Monday Musings for January 16, 2017
Good morning, Musers,
Do you know what the world needs? It needs another palatable God — that’s what it needs!... although it seems to me as if we’ve had enough of those over the millennia. But isn’t that the dream? To have a real powerful God… but one at your beck and call — one who will jump through the godly hoops of your mind?
A real God like that just doesn’t exist… and as a question responder I have to deal with the disappointments when the biblically revealed God does not line-up with the demi-gods of the mind. You see, religious consumers-at-large don’t want the bible’s God — they want is a pet-god… or even a powerful-scary-god like those from mythology. At least those are understandable — like humans-on-steroids. But the truth is that we kind of “get” those gods because we kind of “are” those gods… and this explains a lot.
But here’s the problem with those sorts of gods — and it’s one that’s also causing philosophical disquiet in the scientific community: the universe itself is not eternal; therefore, only a transcendent being could have “caused” it… and no demi-god need apply.
The fact that scientific consensus has turned away from the eternal-universe paradigm is a big big deal. Speaking philosophically, since any purported gods would be “of” the universe, they could not cause the universe. (Anything which is “of” something cannot also be its cause.) In an eternal universe these gods would at least be congruent. But now they are dead in the philosophical water. But popular science has the same problem; it has long been committed to a philosophical — and not the scientific — position concerning the nature of existence that “The Cosmos is all that is or ever was or ever will be.” (Carl Sagan, Cosmos, 1980).
But even back in 1980 we knew that the universe was expanding — and that it was more empirically sound to postulate that the universe began. But a thing which begins must have an adequate cause — and you can see where this might cause them some philosophical disquiet. But now they’re stuck; The scientific community knows they were wrong about the universe not having a beginning… but are you hearing anything like a “whoops!”… other than the floating-out of desperate creation-escape plans, like parallel universes? I call upon all people to stop swallowing and to do your own thinking. Parallel universes… really?... that’s what they’ve got? The “scientific” community would not offer you something that embarrassing unless they were otherwise “stuck” with a Creator… which is right where they are.

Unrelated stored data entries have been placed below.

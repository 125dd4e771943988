//! Error types for the resizable pool

use std::error::Error as StdError;
use std::fmt;
use std::sync::Arc;
use std::time::Duration;

use thiserror::Error;

/// Boxed error produced by caller-supplied callbacks
pub type BoxError = Box<dyn StdError + Send + Sync + 'static>;

/// Shared form of a callback error, kept cloneable inside [`PoolError`]
pub type SharedError = Arc<dyn StdError + Send + Sync + 'static>;

/// The caller-supplied callback that raised a [`PoolError::Collaborator`]
#[derive(Debug, Clone, Copy, PartialEq, Eq)]
pub enum Hook {
    /// The object factory
    Factory,
    /// The reset callback run before an object is pooled again
    Reset,
    /// The teardown hook that destroys an object
    Teardown,
}

impl fmt::Display for Hook {
    fn fmt(&self, f: &mut fmt::Formatter<'_>) -> fmt::Result {
        let name = match self {
            Hook::Factory => "factory",
            Hook::Reset => "reset",
            Hook::Teardown => "teardown",
        };
        f.write_str(name)
    }
}

#[derive(Error, Debug, Clone)]
pub enum PoolError {
    #[error("Pool has been disposed")]
    Disposed,

    #[error("No object was supplied")]
    InvalidArgument,

    #[error("Invalid pool size: {requested}")]
    InvalidSize { requested: i128 },

    #[error("Factory returned no object")]
    FactoryReturnedNull,

    #[error("Pool is at maximum capacity")]
    PoolFull,

    #[error("Operation timed out after {0:?}")]
    Timeout(Duration),

    #[error("Invalid configuration: {0}")]
    InvalidConfiguration(String),

    #[error("{hook} callback failed: {source}")]
    Collaborator { hook: Hook, source: SharedError },
}

impl PoolError {
    pub(crate) fn collaborator(hook: Hook, error: impl Into<BoxError>) -> Self {
        PoolError::Collaborator {
            hook,
            source: Arc::from(error.into()),
        }
    }

    /// The hook that failed, if this error came from a callback
    pub fn hook(&self) -> Option<Hook> {
        match self {
            PoolError::Collaborator { hook, .. } => Some(*hook),
            _ => None,
        }
    }

    /// Downcast the callback's own error
    ///
    /// # Examples
    ///
    /// ```
    /// use esox_resizable_pool::{PoolConfiguration, PoolError, ResizablePool};
    ///
    /// #[derive(Debug, thiserror::Error)]
    /// #[error("socket refused")]
    /// struct Refused;
    ///
    /// let pool = ResizablePool::<u32>::with_fallible_factory(
    ///     || Err::<Option<u32>, _>(Refused),
    ///     PoolConfiguration::new(),
    /// );
    ///
    /// let err = pool.rent().unwrap_err();
    /// assert!(err.downcast_ref::<Refused>().is_some());
    /// ```
    pub fn downcast_ref<E: StdError + 'static>(&self) -> Option<&E> {
        match self {
            PoolError::Collaborator { source, .. } => source.downcast_ref::<E>(),
            _ => None,
        }
    }
}

pub type PoolResult<T> = Result<T, PoolError>;
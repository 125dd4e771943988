//! Metrics collection and export for resizable pools

use std::collections::HashMap;
use std::sync::atomic::{AtomicUsize, Ordering};

#[cfg(feature = "serde")]
use serde::Serialize;

/// Metrics data for a pool
///
/// # Examples
///
/// ```
/// use esox_resizable_pool::{PoolConfiguration, ResizablePool};
///
/// let pool = ResizablePool::new(|| 0u64, PoolConfiguration::new().with_max_pool_size(4));
///
/// let obj = pool.rent().unwrap();
/// let metrics = pool.get_metrics();
/// assert_eq!(metrics.total_created, 1);
/// assert_eq!(metrics.rented_objects, 1);
///
/// pool.return_object(obj).unwrap();
/// assert_eq!(pool.get_metrics().available_objects, 1);
/// ```
#[derive(Debug, Clone, PartialEq)]
#[cfg_attr(feature = "serde", derive(Serialize))]
pub struct PoolMetrics {
    /// Objects produced by the factory
    pub total_created: usize,

    /// Successful rents, reused or freshly created
    pub total_rented: usize,

    /// Objects returned and pooled again
    pub total_returned: usize,

    /// Objects handed to the teardown hook
    pub total_destroyed: usize,

    /// Rent attempts that found the pool full
    pub pool_full_events: usize,

    /// Reset callbacks that failed
    pub reset_failures: usize,

    /// Rented objects whose destruction was deferred to their return
    pub deferred_destructions: usize,

    /// Objects owned by the pool, idle or rented
    pub owned_objects: usize,

    /// Idle objects ready to rent
    pub available_objects: usize,

    /// Owned objects currently rented out
    pub rented_objects: usize,

    /// Evicted objects still waiting to be returned
    pub pending_deletion: usize,

    /// Current capacity bound
    pub max_pool_size: usize,

    /// Owned objects relative to capacity (0.0 to 1.0)
    pub utilization: f64,
}

impl PoolMetrics {
    /// Export metrics as a HashMap
    pub fn export(&self) -> HashMap<String, String> {
        let mut metrics = HashMap::new();
        metrics.insert("total_created".to_string(), self.total_created.to_string());
        metrics.insert("total_rented".to_string(), self.total_rented.to_string());
        metrics.insert("total_returned".to_string(), self.total_returned.to_string());
        metrics.insert("total_destroyed".to_string(), self.total_destroyed.to_string());
        metrics.insert("pool_full_events".to_string(), self.pool_full_events.to_string());
        metrics.insert("reset_failures".to_string(), self.reset_failures.to_string());
        metrics.insert(
            "deferred_destructions".to_string(),
            self.deferred_destructions.to_string(),
        );
        metrics.insert("owned_objects".to_string(), self.owned_objects.to_string());
        metrics.insert("available_objects".to_string(), self.available_objects.to_string());
        metrics.insert("rented_objects".to_string(), self.rented_objects.to_string());
        metrics.insert("pending_deletion".to_string(), self.pending_deletion.to_string());
        metrics.insert("max_pool_size".to_string(), self.max_pool_size.to_string());
        metrics.insert("utilization".to_string(), format!("{:.2}", self.utilization));
        metrics
    }
}

/// Metrics exporter for Prometheus format
pub struct MetricsExporter;

impl MetricsExporter {
    /// Export metrics in Prometheus exposition format
    ///
    /// # Examples
    ///
    /// ```
    /// use esox_resizable_pool::{PoolConfiguration, ResizablePool};
    /// use std::collections::HashMap;
    ///
    /// let pool = ResizablePool::new(|| 1u8, PoolConfiguration::default());
    ///
    /// let mut tags = HashMap::new();
    /// tags.insert("service".to_string(), "api".to_string());
    ///
    /// let output = pool.export_metrics_prometheus("buffers", Some(&tags));
    /// assert!(output.contains("objectpool_objects_owned"));
    /// assert!(output.contains("service=\"api\""));
    /// ```
    pub fn export_prometheus(
        metrics: &PoolMetrics,
        pool_name: &str,
        tags: Option<&HashMap<String, String>>,
    ) -> String {
        let labels = Self::format_labels(pool_name, tags);
        let mut output = String::new();

        let gauges = [
            ("objectpool_objects_owned", "Objects owned by the pool", metrics.owned_objects),
            ("objectpool_objects_available", "Idle objects ready to rent", metrics.available_objects),
            ("objectpool_objects_rented", "Owned objects rented out", metrics.rented_objects),
            ("objectpool_objects_pending_deletion", "Evicted objects awaiting return", metrics.pending_deletion),
            ("objectpool_max_size", "Current capacity bound", metrics.max_pool_size),
        ];
        for (name, help, value) in gauges {
            Self::write_metric(&mut output, name, help, "gauge", &labels, value.to_string());
        }
        Self::write_metric(
            &mut output,
            "objectpool_utilization",
            "Pool utilization ratio",
            "gauge",
            &labels,
            format!("{:.2}", metrics.utilization),
        );

        let counters = [
            ("objectpool_objects_created_total", "Objects created by the factory", metrics.total_created),
            ("objectpool_objects_rented_total", "Successful rents", metrics.total_rented),
            ("objectpool_objects_returned_total", "Objects returned to the pool", metrics.total_returned),
            ("objectpool_objects_destroyed_total", "Objects torn down", metrics.total_destroyed),
            ("objectpool_events_full_total", "Rent attempts on a full pool", metrics.pool_full_events),
            ("objectpool_reset_failures_total", "Failed reset callbacks", metrics.reset_failures),
            ("objectpool_deferred_destructions_total", "Destructions deferred to return", metrics.deferred_destructions),
        ];
        for (name, help, value) in counters {
            Self::write_metric(&mut output, name, help, "counter", &labels, value.to_string());
        }

        output
    }

    fn write_metric(
        output: &mut String,
        name: &str,
        help: &str,
        kind: &str,
        labels: &str,
        value: String,
    ) {
        output.push_str(&format!("# HELP {name} {help}\n"));
        output.push_str(&format!("# TYPE {name} {kind}\n"));
        output.push_str(&format!("{name}{{{labels}}} {value}\n"));
    }

    fn format_labels(pool_name: &str, tags: Option<&HashMap<String, String>>) -> String {
        let mut labels = vec![format!("pool=\"{}\"", pool_name)];

        if let Some(tags) = tags {
            let mut sorted: Vec<_> = tags.iter().collect();
            sorted.sort();
            for (key, value) in sorted {
                labels.push(format!("{}=\"{}\"", key, value));
            }
        }

        labels.join(",")
    }
}

/// Point-in-time view of the pool's collections
#[derive(Debug, Clone, Copy, Default)]
pub(crate) struct Occupancy {
    pub owned: usize,
    pub available: usize,
    pub pending: usize,
    pub max_pool_size: usize,
}

/// Internal metrics tracker
#[derive(Debug, Default)]
pub(crate) struct MetricsTracker {
    pub created: AtomicUsize,
    pub rented: AtomicUsize,
    pub returned: AtomicUsize,
    pub destroyed: AtomicUsize,
    pub pool_full_events: AtomicUsize,
    pub reset_failures: AtomicUsize,
    pub deferred: AtomicUsize,
}

impl MetricsTracker {
    pub fn new() -> Self {
        Self::default()
    }

    pub fn add(counter: &AtomicUsize, by: usize) {
        if by > 0 {
            counter.fetch_add(by, Ordering::Relaxed);
        }
    }

    pub fn get_metrics(&self, occupancy: Occupancy) -> PoolMetrics {
        let utilization = if occupancy.max_pool_size > 0 {
            occupancy.owned as f64 / occupancy.max_pool_size as f64
        } else {
            0.0
        };

        PoolMetrics {
            total_created: self.created.load(Ordering::Relaxed),
            total_rented: self.rented.load(Ordering::Relaxed),
            total_returned: self.returned.load(Ordering::Relaxed),
            total_destroyed: self.destroyed.load(Ordering::Relaxed),
            pool_full_events: self.pool_full_events.load(Ordering::Relaxed),
            reset_failures: self.reset_failures.load(Ordering::Relaxed),
            deferred_destructions: self.deferred.load(Ordering::Relaxed),
            owned_objects: occupancy.owned,
            available_objects: occupancy.available,
            rented_objects: occupancy.owned - occupancy.available,
            pending_deletion: occupancy.pending,
            max_pool_size: occupancy.max_pool_size,
            utilization,
        }
    }
}

#[cfg(feature = "metrics")]
pub use collector::PoolCollector;

#[cfg(feature = "metrics")]
mod collector {
    use std::sync::Arc;

    use prometheus::core::{Collector, Desc};
    use prometheus::proto::MetricFamily;
    use prometheus::{IntCounter, IntGauge, Opts};

    use crate::pool::ResizablePool;

    /// Prometheus collector reading a pool's metrics on every scrape
    ///
    /// # Examples
    ///
    /// ```
    /// use esox_resizable_pool::{PoolCollector, PoolConfiguration, ResizablePool};
    /// use std::sync::Arc;
    ///
    /// let pool = Arc::new(ResizablePool::new(|| 0u8, PoolConfiguration::new()));
    /// let registry = prometheus::Registry::new();
    /// registry
    ///     .register(Box::new(PoolCollector::new(Arc::clone(&pool), "bytes").unwrap()))
    ///     .unwrap();
    ///
    /// let _obj = pool.rent().unwrap();
    /// assert!(!registry.gather().is_empty());
    /// ```
    pub struct PoolCollector<T: Send + Sync + 'static> {
        pool: Arc<ResizablePool<T>>,
        owned: IntGauge,
        available: IntGauge,
        pending: IntGauge,
        max_size: IntGauge,
        created: IntCounter,
        destroyed: IntCounter,
        full_events: IntCounter,
        descs: Vec<Desc>,
    }

    impl<T: Send + Sync + 'static> PoolCollector<T> {
        pub fn new(pool: Arc<ResizablePool<T>>, pool_name: &str) -> prometheus::Result<Self> {
            let opts = |name: &str, help: &str| {
                Opts::new(name, help).const_label("pool", pool_name)
            };

            let owned = IntGauge::with_opts(opts("objectpool_objects_owned", "Objects owned by the pool"))?;
            let available = IntGauge::with_opts(opts("objectpool_objects_available", "Idle objects ready to rent"))?;
            let pending = IntGauge::with_opts(opts("objectpool_objects_pending_deletion", "Evicted objects awaiting return"))?;
            let max_size = IntGauge::with_opts(opts("objectpool_max_size", "Current capacity bound"))?;
            let created = IntCounter::with_opts(opts("objectpool_objects_created_total", "Objects created by the factory"))?;
            let destroyed = IntCounter::with_opts(opts("objectpool_objects_destroyed_total", "Objects torn down"))?;
            let full_events = IntCounter::with_opts(opts("objectpool_events_full_total", "Rent attempts on a full pool"))?;

            let descs = [
                owned.desc(),
                available.desc(),
                pending.desc(),
                max_size.desc(),
                created.desc(),
                destroyed.desc(),
                full_events.desc(),
            ]
            .into_iter()
            .flatten()
            .cloned()
            .collect();

            Ok(Self {
                pool,
                owned,
                available,
                pending,
                max_size,
                created,
                destroyed,
                full_events,
                descs,
            })
        }
    }

    fn catch_up(counter: &IntCounter, total: usize) {
        let total = total as u64;
        let seen = counter.get();
        if total > seen {
            counter.inc_by(total - seen);
        }
    }

    impl<T: Send + Sync + 'static> Collector for PoolCollector<T> {
        fn desc(&self) -> Vec<&Desc> {
            self.descs.iter().collect()
        }

        fn collect(&self) -> Vec<MetricFamily> {
            let metrics = self.pool.get_metrics();
            self.owned.set(metrics.owned_objects as i64);
            self.available.set(metrics.available_objects as i64);
            self.pending.set(metrics.pending_deletion as i64);
            self.max_size.set(metrics.max_pool_size as i64);
            catch_up(&self.created, metrics.total_created);
            catch_up(&self.destroyed, metrics.total_destroyed);
            catch_up(&self.full_events, metrics.pool_full_events);

            let mut families = Vec::new();
            families.extend(self.owned.collect());
            families.extend(self.available.collect());
            families.extend(self.pending.collect());
            families.extend(self.max_size.collect());
            families.extend(self.created.collect());
            families.extend(self.destroyed.collect());
            families.extend(self.full_events.collect());
            families
        }
    }
}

Where does this new scientific consensus leave the believer? In Congruency City. First of all, an omnipresent God will also exist continually within his creation — but he is not part of it or subject to it in any way. But he sent his Son to do just that — and Jesus was as earth-bound as we are! He became one of us so that he could save us. Now, I understand that atheists give no authority to the Bible — and I’m not looking for that here. But I do here claim that its story is logical, plausible and congruent… but there’s more: given what we currently know about the universe and about what the Bible teaches, a Christian worldview makes the best sense of all the data.

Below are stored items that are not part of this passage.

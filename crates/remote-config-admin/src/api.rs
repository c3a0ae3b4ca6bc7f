//! Transport seam between the service facade and the remote config backend.
//!
//! Implementations exchange raw JSON records; shaping them into typed values
//! is the facade's job. [`crate::http::HttpClient`] is the REST
//! implementation shipped with the crate.

use async_trait::async_trait;
use serde_json::Value;

use crate::http::HttpError;
use crate::template::Template;
use crate::version::VersionNumber;

/// Options accepted by [`RemoteConfigApi::publish_template`].
#[derive(Debug, Clone, Copy, Default, PartialEq, Eq)]
pub struct PublishOptions {
    /// Publish even when the template etag no longer matches the server state.
    pub force: bool,
}

/// Filters and pagination for [`RemoteConfigApi::list_versions`].
///
/// Every field is optional; the service applies its own defaults (a page of
/// up to 300 versions, newest first).
#[derive(Debug, Clone, Default, PartialEq, Eq)]
pub struct ListVersionsOptions {
    /// Maximum number of versions per page, between 1 and 300.
    pub page_size: Option<u32>,
    /// Token returned by a previous call as `nextPageToken`.
    pub page_token: Option<String>,
    /// Newest version number to include.
    pub end_version_number: Option<VersionNumber>,
    /// Oldest update time to include, as an ISO or UTC date string.
    pub start_time: Option<String>,
    /// Newest update time to include (exclusive), as an ISO or UTC date string.
    pub end_time: Option<String>,
}

/// Raw operations offered by the remote config backend.
///
/// Errors are returned untouched to the caller of the facade.
#[async_trait]
pub trait RemoteConfigApi: Send + Sync {
    /// Fetches the active template.
    async fn get_template(&self) -> Result<Value, HttpError>;

    /// Fetches the template as it was published at `version_number`.
    async fn get_template_at_version(&self, version_number: i64) -> Result<Value, HttpError>;

    /// Asks the backend to validate `template` without publishing it.
    async fn validate_template(&self, template: &Template) -> Result<Value, HttpError>;

    /// Publishes `template`, guarded by its etag unless `options.force` is set.
    async fn publish_template(
        &self,
        template: &Template,
        options: PublishOptions,
    ) -> Result<Value, HttpError>;

    /// Republishes the template stored under `version_number`.
    async fn rollback(&self, version_number: i64) -> Result<Value, HttpError>;

    /// Fetches one page of version metadata. `options` has already been
    /// validated, with date filters rewritten to ISO form.
    async fn list_versions(&self, options: &ListVersionsOptions) -> Result<Value, HttpError>;
}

I pride myself in having an open mind — open enough to consider the notion that God might not really exist… daily and with parity. But materialist atheists enter into their investigations with a God-doesn’t-exist mindset… which is not in itself a problem. (Holding and defending a position is good philosophical practice.) But not responding adequately to the newest data is intellectually dishonest.
There are thousands of scientists who are also Christians who have no congruency problems with the faith… and why should they? The data speaks to a Creator. But these scientists don’t get the same air time as do Neil deGrasse Tyson and his ilk who are still spinning dated tales, dragging their feet and diverting honest inquiry. The scientific consensus has turned — and popular science is stalling.

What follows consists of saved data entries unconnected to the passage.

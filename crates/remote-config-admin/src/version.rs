//! Version metadata attached to every published template.
//!
//! A [`Version`] is produced from an untyped JSON record through a single pass
//! over [`VERSION_RULES`]; fields absent from the input stay absent. The
//! record is immutable once built: callers only read it, or hand it back to
//! the service through [`Version::to_json`].

use std::fmt;

use chrono::{DateTime, Utc};
use serde::{Deserialize, Deserializer, Serialize, Serializer};
use serde_json::{Map, Value};

use crate::service::RemoteConfigError;
use crate::validator::{
    self, check_fields, is_boolean, is_int64_like, is_non_empty_string, is_non_null_object,
    is_string, FieldRule,
};

/// Field checks applied to every incoming version record.
const VERSION_RULES: &[FieldRule] = &[
    FieldRule {
        field: "versionNumber",
        check: is_int64_like,
        message: "Version number must be a non-empty string in int64 format or a number",
    },
    FieldRule {
        field: "updateTime",
        check: is_date_string,
        message: "Version update time must be a valid date string",
    },
    FieldRule {
        field: "updateOrigin",
        check: is_update_origin,
        message: "Version update origin must be one of REMOTE_CONFIG_UPDATE_ORIGIN_UNSPECIFIED, \
                  CONSOLE, REST_API or ADMIN_SDK_NODE",
    },
    FieldRule {
        field: "updateType",
        check: is_update_type,
        message: "Version update type must be one of REMOTE_CONFIG_UPDATE_TYPE_UNSPECIFIED, \
                  INCREMENTAL_UPDATE, FORCED_UPDATE or ROLLBACK",
    },
    FieldRule {
        field: "updateUser",
        check: is_non_null_object,
        message: "Version update user must be a non-null object",
    },
    FieldRule {
        field: "description",
        check: is_string,
        message: "Version description must be a string",
    },
    FieldRule {
        field: "rollbackSource",
        check: is_non_empty_string,
        message: "Version rollback source must be a non-empty string",
    },
    FieldRule {
        field: "isLegacy",
        check: is_boolean,
        message: "Version.isLegacy must be a boolean",
    },
];

fn is_date_string(value: &Value) -> bool {
    validator::is_utc_date_string(value) || validator::is_iso_date_string(value)
}

fn is_update_origin(value: &Value) -> bool {
    value.as_str().and_then(UpdateOrigin::from_wire).is_some()
}

fn is_update_type(value: &Value) -> bool {
    value.as_str().and_then(UpdateType::from_wire).is_some()
}

/// Template version number, kept in the representation it arrived in.
///
/// The service emits version numbers as int64 strings while callers commonly
/// pass plain integers; both forms are accepted and neither is rewritten.
#[derive(Debug, Clone, PartialEq, Eq, Hash)]
pub enum VersionNumber {
    Number(i64),
    Text(String),
}

impl VersionNumber {
    /// Builds a version number from an untyped JSON value, rejecting anything
    /// that is not integer-valued.
    pub fn from_value(value: &Value) -> Result<Self, RemoteConfigError> {
        let invalid = || {
            RemoteConfigError::InvalidArgument(
                "Version number must be a non-empty string in int64 format or a number".to_string(),
            )
        };
        match value {
            Value::Number(number) => {
                if let Some(int) = number.as_i64() {
                    return Ok(Self::Number(int));
                }
                let text = number.to_string();
                validator::parse_integral(&text)
                    .map(Self::Number)
                    .ok_or_else(invalid)
            }
            Value::String(text) if validator::parse_integral(text).is_some() => {
                Ok(Self::Text(text.clone()))
            }
            _ => Err(invalid()),
        }
    }

    /// Returns the integer value regardless of the stored representation.
    pub fn as_i64(&self) -> Option<i64> {
        match self {
            Self::Number(number) => Some(*number),
            Self::Text(text) => validator::parse_integral(text),
        }
    }

    /// Ensures the value is integer-valued; used for caller-supplied input.
    pub(crate) fn validate(&self) -> Result<i64, RemoteConfigError> {
        self.as_i64().ok_or_else(|| {
            RemoteConfigError::InvalidArgument(format!(
                "Version number must be a non-empty string in int64 format or a number, got {self}"
            ))
        })
    }

    pub fn to_json(&self) -> Value {
        match self {
            Self::Number(number) => Value::from(*number),
            Self::Text(text) => Value::String(text.clone()),
        }
    }
}

impl fmt::Display for VersionNumber {
    fn fmt(&self, f: &mut fmt::Formatter<'_>) -> fmt::Result {
        match self {
            Self::Number(number) => write!(f, "{number}"),
            Self::Text(text) => f.write_str(text),
        }
    }
}

impl From<i64> for VersionNumber {
    fn from(value: i64) -> Self {
        Self::Number(value)
    }
}

impl From<&str> for VersionNumber {
    fn from(value: &str) -> Self {
        Self::Text(value.to_string())
    }
}

impl From<String> for VersionNumber {
    fn from(value: String) -> Self {
        Self::Text(value)
    }
}

/// Origin of a template update, as reported by the service.
#[derive(Debug, Clone, Copy, PartialEq, Eq, Hash)]
pub enum UpdateOrigin {
    Unspecified,
    Console,
    RestApi,
    AdminSdkNode,
}

impl UpdateOrigin {
    /// Parses the wire spelling; the short `UNSPECIFIED` alias is accepted too.
    /// [`UpdateOrigin::as_str`] always returns the full name.
    pub fn from_wire(value: &str) -> Option<Self> {
        match value {
            "REMOTE_CONFIG_UPDATE_ORIGIN_UNSPECIFIED" | "UNSPECIFIED" => Some(Self::Unspecified),
            "CONSOLE" => Some(Self::Console),
            "REST_API" => Some(Self::RestApi),
            "ADMIN_SDK_NODE" => Some(Self::AdminSdkNode),
            _ => None,
        }
    }

    pub fn as_str(&self) -> &'static str {
        match self {
            Self::Unspecified => "REMOTE_CONFIG_UPDATE_ORIGIN_UNSPECIFIED",
            Self::Console => "CONSOLE",
            Self::RestApi => "REST_API",
            Self::AdminSdkNode => "ADMIN_SDK_NODE",
        }
    }
}

/// Kind of change a version introduced.
#[derive(Debug, Clone, Copy, PartialEq, Eq, Hash)]
pub enum UpdateType {
    Unspecified,
    IncrementalUpdate,
    ForcedUpdate,
    Rollback,
}

impl UpdateType {
    /// Parses the wire spelling; the short `UNSPECIFIED` alias is accepted too.
    /// [`UpdateType::as_str`] always returns the full name.
    pub fn from_wire(value: &str) -> Option<Self> {
        match value {
            "REMOTE_CONFIG_UPDATE_TYPE_UNSPECIFIED" | "UNSPECIFIED" => Some(Self::Unspecified),
            "INCREMENTAL_UPDATE" => Some(Self::IncrementalUpdate),
            "FORCED_UPDATE" => Some(Self::ForcedUpdate),
            "ROLLBACK" => Some(Self::Rollback),
            _ => None,
        }
    }

    pub fn as_str(&self) -> &'static str {
        match self {
            Self::Unspecified => "REMOTE_CONFIG_UPDATE_TYPE_UNSPECIFIED",
            Self::IncrementalUpdate => "INCREMENTAL_UPDATE",
            Self::ForcedUpdate => "FORCED_UPDATE",
            Self::Rollback => "ROLLBACK",
        }
    }
}

/// Metadata describing one publication of a template.
#[derive(Debug, Clone, Default, PartialEq)]
pub struct Version {
    version_number: Option<VersionNumber>,
    update_time: Option<String>,
    /// Wire spellings, kept as received; validated against the enums on input.
    update_origin: Option<String>,
    update_type: Option<String>,
    update_user: Option<Map<String, Value>>,
    description: Option<String>,
    rollback_source: Option<String>,
    is_legacy: Option<bool>,
}

impl Version {
    /// Validates and normalizes an untyped version record.
    ///
    /// `updateTime` values in ISO form are re-rendered in UTC display form;
    /// values already in UTC display form are kept verbatim, so normalizing
    /// an already-normalized record is a no-op.
    pub fn from_value(value: &Value) -> Result<Self, RemoteConfigError> {
        let record = value.as_object().ok_or_else(|| {
            RemoteConfigError::InvalidArgument(format!(
                "Invalid Remote Config version instance: {value}"
            ))
        })?;
        check_fields(record, VERSION_RULES)?;

        let version_number = record
            .get("versionNumber")
            .map(VersionNumber::from_value)
            .transpose()?;
        let update_time = record
            .get("updateTime")
            .and_then(Value::as_str)
            .map(normalize_update_time);

        Ok(Self {
            version_number,
            update_time,
            update_origin: record
                .get("updateOrigin")
                .and_then(Value::as_str)
                .map(str::to_string),
            update_type: record
                .get("updateType")
                .and_then(Value::as_str)
                .map(str::to_string),
            update_user: record
                .get("updateUser")
                .and_then(Value::as_object)
                .cloned(),
            description: record
                .get("description")
                .and_then(Value::as_str)
                .map(str::to_string),
            rollback_source: record
                .get("rollbackSource")
                .and_then(Value::as_str)
                .map(str::to_string),
            is_legacy: record.get("isLegacy").and_then(Value::as_bool),
        })
    }

    /// Version carrying only a description, for attaching to a publish.
    pub fn with_description(description: impl Into<String>) -> Self {
        Self {
            description: Some(description.into()),
            ..Self::default()
        }
    }

    pub fn version_number(&self) -> Option<&VersionNumber> {
        self.version_number.as_ref()
    }

    /// Update time in UTC display form (`Tue, 15 Oct 2024 10:00:00 GMT`).
    pub fn update_time(&self) -> Option<&str> {
        self.update_time.as_deref()
    }

    /// Update time as a parsed instant.
    pub fn update_instant(&self) -> Option<DateTime<Utc>> {
        self.update_time.as_deref().and_then(validator::parse_utc_date)
    }

    pub fn update_origin(&self) -> Option<UpdateOrigin> {
        self.update_origin.as_deref().and_then(UpdateOrigin::from_wire)
    }

    pub fn update_type(&self) -> Option<UpdateType> {
        self.update_type.as_deref().and_then(UpdateType::from_wire)
    }

    /// Opaque descriptor of the user who made the change (`email`, `name`, `imageUrl`).
    pub fn update_user(&self) -> Option<&Map<String, Value>> {
        self.update_user.as_ref()
    }

    pub fn description(&self) -> Option<&str> {
        self.description.as_deref()
    }

    pub fn rollback_source(&self) -> Option<&str> {
        self.rollback_source.as_deref()
    }

    pub fn is_legacy(&self) -> Option<bool> {
        self.is_legacy
    }

    /// Renders the record with the service's field names, omitting absent fields.
    pub fn to_json(&self) -> Value {
        let mut map = Map::new();
        if let Some(number) = &self.version_number {
            map.insert("versionNumber".into(), number.to_json());
        }
        if let Some(update_time) = &self.update_time {
            map.insert("updateTime".into(), Value::String(update_time.clone()));
        }
        if let Some(origin) = &self.update_origin {
            map.insert("updateOrigin".into(), Value::String(origin.clone()));
        }
        if let Some(update_type) = &self.update_type {
            map.insert("updateType".into(), Value::String(update_type.clone()));
        }
        if let Some(user) = &self.update_user {
            map.insert("updateUser".into(), Value::Object(user.clone()));
        }
        if let Some(description) = &self.description {
            map.insert("description".into(), Value::String(description.clone()));
        }
        if let Some(source) = &self.rollback_source {
            map.insert("rollbackSource".into(), Value::String(source.clone()));
        }
        if let Some(is_legacy) = self.is_legacy {
            map.insert("isLegacy".into(), Value::Bool(is_legacy));
        }
        Value::Object(map)
    }
}

/// ISO input becomes UTC display form; anything else was already validated as
/// UTC display form and is kept as given.
fn normalize_update_time(raw: &str) -> String {
    match validator::parse_iso_date(raw) {
        Some(instant) => instant.format(validator::UTC_DATE_FORMAT).to_string(),
        None => raw.to_string(),
    }
}

impl TryFrom<&Value> for Version {
    type Error = RemoteConfigError;

    fn try_from(value: &Value) -> Result<Self, Self::Error> {
        Self::from_value(value)
    }
}

impl Serialize for Version {
    fn serialize<S: Serializer>(&self, serializer: S) -> Result<S::Ok, S::Error> {
        self.to_json().serialize(serializer)
    }
}

impl<'de> Deserialize<'de> for Version {
    fn deserialize<D: Deserializer<'de>>(deserializer: D) -> Result<Self, D::Error> {
        let value = Value::deserialize(deserializer)?;
        Self::from_value(&value).map_err(serde::de::Error::custom)
    }
}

As to today’s question, it is one thing to defend a well-considered position — even if it contributes to damnation’s headcount — but it is another thing to prejudice the process. I must remind all my readers that on judgement day there will be more books considered than just the Book of Life. What else might be judged?
And I saw the dead, great and small, standing before the throne, and books were opened. Another book was opened, which is the book of life. The dead were judged according to what they had done as recorded in the books. (Rev. 20:12, NIV, emphasis mine)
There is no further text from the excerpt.